(Dataset entries)
· · · ·

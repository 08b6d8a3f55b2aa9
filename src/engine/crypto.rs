use base64::engine::general_purpose::STANDARD as B64;
use base64::Engine as _;
use pbkdf2::pbkdf2_hmac;
use rand::rngs::OsRng;
use rand::RngCore;
use serde::{Deserialize, Serialize};
use sha2::Sha256;

use crate::error::AppError;

pub const DEFAULT_PBKDF2_ITERATIONS: u32 = 100_000;

const SALT_LEN: usize = 16;
const HASH_LEN: usize = 32;

/// Error type for crypto operations.
#[derive(Debug, thiserror::Error)]
pub enum CryptoError {
    #[error("Stored credential is malformed: {0}")]
    Malformed(String),
    #[error("Base64 decode error: {0}")]
    Base64(#[from] base64::DecodeError),
}

impl From<CryptoError> for AppError {
    fn from(e: CryptoError) -> Self {
        AppError::Internal(e.to_string())
    }
}

/// Salted PBKDF2-HMAC-SHA256 password hash as persisted in the account
/// mapping. The password itself is never stored.
#[derive(Debug, Clone, PartialEq, Eq, Serialize, Deserialize)]
pub struct PasswordHash {
    pub salt: String,
    pub hash: String,
    pub iterations: u32,
}

impl PasswordHash {
    /// Hash `password` under a fresh random salt.
    pub fn derive(password: &str) -> Self {
        Self::derive_with(password, DEFAULT_PBKDF2_ITERATIONS)
    }

    pub fn derive_with(password: &str, iterations: u32) -> Self {
        let iterations = iterations.max(1);
        let mut salt = [0u8; SALT_LEN];
        OsRng.fill_bytes(&mut salt);
        let key = derive_key(password, &salt, iterations);
        Self {
            salt: B64.encode(salt),
            hash: B64.encode(key),
            iterations,
        }
    }

    /// Check `password` against this hash.
    pub fn verify(&self, password: &str) -> Result<bool, CryptoError> {
        let salt = B64.decode(&self.salt)?;
        let expected = B64.decode(&self.hash)?;
        if expected.len() != HASH_LEN {
            return Err(CryptoError::Malformed(format!(
                "hash has wrong length: {} (expected {HASH_LEN})",
                expected.len()
            )));
        }
        let actual = derive_key(password, &salt, self.iterations.max(1));
        Ok(constant_time_eq(&actual, &expected))
    }
}

fn derive_key(password: &str, salt: &[u8], iterations: u32) -> [u8; HASH_LEN] {
    let mut key = [0u8; HASH_LEN];
    pbkdf2_hmac::<Sha256>(password.as_bytes(), salt, iterations, &mut key);
    key
}

fn constant_time_eq(a: &[u8], b: &[u8]) -> bool {
    if a.len() != b.len() {
        return false;
    }
    a.iter().zip(b).fold(0u8, |acc, (x, y)| acc | (x ^ y)) == 0
}

// ---------------------------------------------------------------------------
// Tests
// ---------------------------------------------------------------------------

· · · ·

Problem statement –
Above are the records. Identify each line that contains the word "AppError".

Solution to the problem –
use crate::error::AppError;
impl From<CryptoError> for AppError {
        AppError::Internal(e.to_string())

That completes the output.